Does Yank know that certain kinds of phases should be different from others?
Yes, currently we pass the restraint type as a single option, and Yank
adds the restraints only if it's a complex (i.e. if it receptor_atoms
is not empty). I think the question we should focus is: are there cases in which we want two phases to employ two different restraints (relative free energies maybe)?
all of these things have to be turned into factories
Worst case scenario, I guess we can deepcopy
the objects that we need before using them.
If there are no other objections on this design, I'll start implementing the restraints part today.
+1
Could we finalize the proposed API as it would be used first? I'm just unclear on what the final proposal was.

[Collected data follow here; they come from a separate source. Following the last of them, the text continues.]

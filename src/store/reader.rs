//! Paginated collection reads.

use tracing::debug;

use crate::error::Result;

use super::{Row, RowStore};

/// Fetch every row of a collection by following continuation tokens
/// until the store stops returning one. Pages are concatenated in
/// source order. Zero-row collections yield an empty vec. Failures are
/// surfaced as-is; retry policy belongs to the caller.
pub async fn fetch_all_rows(store: &dyn RowStore, table: &str, page_size: u32) -> Result<Vec<Row>> {
    let mut rows = Vec::new();
    let mut page_token: Option<String> = None;
    let mut pages = 0usize;

    loop {
        let page = store
            .list_rows(table, page_token.as_deref(), page_size)
            .await?;
        pages += 1;
        rows.extend(page.items);
        match page.next_page_token {
            Some(token) if !token.is_empty() => page_token = Some(token),
            _ => break,
        }
    }

    debug!(table, pages, rows = rows.len(), "fetched collection");
    Ok(rows)
}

The API for the restraints would become (I would discuss changes in how we pass sampler and alchemical parameters later)
yank = Yank(store_directory, **yank_alchemy_repex_options)
# Configure complex and solvent phases
complex_phase = AlchemicalPhase(..., restraint=Harmonic(..., **restraint_parameters))
solvent_phase = AlchemicalPhase(..., restraint=None)
yank.create_phases(thermodynamic_state, complex_phase, solvent_phase)
in yank.create_phases()
we raise an exception if we apply a restraint to a system where there is no receptor.
I'm not sure I follow. Would you use yank.restraints.create_restraints()
to create the restraint?
Also, what happens if we have more than two phases? Shouldn't yank.createPhases()
take a list of phases? Or will two phases be hardcoded?
I think it's worth trying to nail down a workable version of what you originally proposed
sampler = ModifiedHamiltonianExchange(**sampler_options)
factory = AlchemicalFactory(**alchemical_options)
restraint = Harmonic(**harmonic_options)
yank = Yank(store_directory, sampler, factory, **yank_options)
yank.create_phases(thermodynamic_state, restraint, *alchemical_phases)
since this could considerably simplify everything.
Did you get a chance to look at how the perses
sampler stacks are defined?
Would you use
yank.restraints.create_restraints()
to create the restraint?
The user/driver class can use that method to create the restraint (and YamlBuilder
will definitely use it), but there's no need to call that function if someone wants to run Yank from the API using a simple script.
Also, what happens if we have more than two phases? Shouldn't yank.createPhases() take a list of phases? Or will two phases be hardcoded?
The signature is def Yank.create_phases(self, thermodynamic_state, *alchemical_phases):
, so Python allows to pass the phases both as a list or as comma separated arguments. It won't be hardcoded.
I think it's worth trying to nail down a workable version of what you originally proposed. Did you get a chance to look at how the perses sampler stacks are defined?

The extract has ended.